Today, I have invited Annie Whitehead over. Now Annie, she writes books set in Anglo-Saxon England, and I find myself very intrigued by how much flesh she manages to put on the bones of these very distant peeps. Which is why I asked her to write about one of her protagonists, Penda of Mercia. And with that very short intro, it is over to Annie!
I think it’s fair to say that Anna and I have one or two things in common. One of them is that we find ourselves attracted to certain historical figures. I understand this attraction, though I sometimes find it hard to explain. But let me try, and let me talk about Penda of Mercia and his family…

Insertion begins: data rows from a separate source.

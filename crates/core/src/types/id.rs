//! Newtype IDs for type-safe entity references.
//!
//! Use the `define_id!` macro to create type-safe ID wrappers that prevent
//! accidentally mixing IDs from different entity types.

/// Macro to define a type-safe ID wrapper.
///
/// Creates a newtype wrapper around `i32` with:
/// - `Serialize`/`Deserialize` with `#[serde(transparent)]`
/// - `Debug`, `Clone`, `Copy`, `PartialEq`, `Eq`, `Ord`, `Hash`
/// - Conversion methods: `new()`, `as_i32()`
/// - `From<i32>` and `Into<i32>` implementations
///
/// # Example
///
/// ```rust
/// # use techshop_core::define_id;
/// define_id!(UserId);
/// define_id!(OrderId);
///
/// let user_id = UserId::new(1);
/// let order_id = OrderId::new(1);
///
/// // These are different types, so this won't compile:
/// // let _: UserId = order_id;
/// ```
#[macro_export]
macro_rules! define_id {
    ($name:ident) => {
        #[derive(
            Debug,
            Clone,
            Copy,
            PartialEq,
            Eq,
            PartialOrd,
            Ord,
            Hash,
            ::serde::Serialize,
            ::serde::Deserialize
        )]
        #[serde(transparent)]
        pub struct $name(i32);

        impl $name {
            /// Create a new ID from an i32 value.
            #[must_use]
            pub const fn new(id: i32) -> Self {
                Self(id)
            }

            /// Get the underlying i32 value.
            #[must_use]
            pub const fn as_i32(&self) -> i32 {
                self.0
            }
        }

        impl ::core::fmt::Display for $name {
            fn fmt(&self, f: &mut ::core::fmt::Formatter<'_>) -> ::core::fmt::Result {
                write!(f, "{}", self.0)
            }
        }

        impl From<i32> for $name {
            fn from(id: i32) -> Self {
                Self(id)
            }
        }

        impl From<$name> for i32 {
            fn from(id: $name) -> Self {
                id.0
            }
        }

        impl ::core::str::FromStr for $name {
            type Err = ::core::num::ParseIntError;

            fn from_str(s: &str) -> Result<Self, Self::Err> {
                s.parse::<i32>().map(Self)
            }
        }
    };
}

// Define standard entity IDs
define_id!(ProductId);
define_id!(UserId);
define_id!(OrderId);

#[cfg(test)]
#[allow(clippy::unwrap_used)]
mod tests {
    use super::*;

    #[test]
    fn test_id_roundtrip() {
        let id = ProductId::new(42);
        assert_eq!(id.as_i32(), 42);
        assert_eq!(i32::from(id), 42);
        assert_eq!(ProductId::from(42), id);
    }

    #[test]
    fn test_id_display() {
        assert_eq!(OrderId::new(7).to_string(), "7");
    }

    #[test]
    fn test_id_from_str() {
        let id: UserId = "15".parse().unwrap();
        assert_eq!(id, UserId::new(15));
        assert!("not-a-number".parse::<UserId>().is_err());
    }

    #[test]
    fn test_id_serde_transparent() {
        let id = ProductId::new(3);
        assert_eq!(serde_json::to_string(&id).unwrap(), "3");

        let parsed: ProductId = serde_json::from_str("3").unwrap();
        assert_eq!(parsed, id);
    }
}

I was sitting in a dusty old room in my undergrad college building in North London in the early 1980s, and my wonderfully inspirational tutor (we are still friends to this day) was outlining the days of Northumbrian supremacy in the seventh century. Gosh, what a power-hungry lot they seemed. Internecine rivalry was the order of the day, as family members and extended family members tussled for control over the two kingdoms that made up Greater Northumbria. This was dramatic enough, but I kept noticing that as each one gained a throne, they then attacked, overran, or suppressed the midlands kingdom of Mercia. And each time, one man, Penda, rallied the Mercians and rode north to put them back in their place. Such was his vigour that he was still riding out to battle in his sixth decade.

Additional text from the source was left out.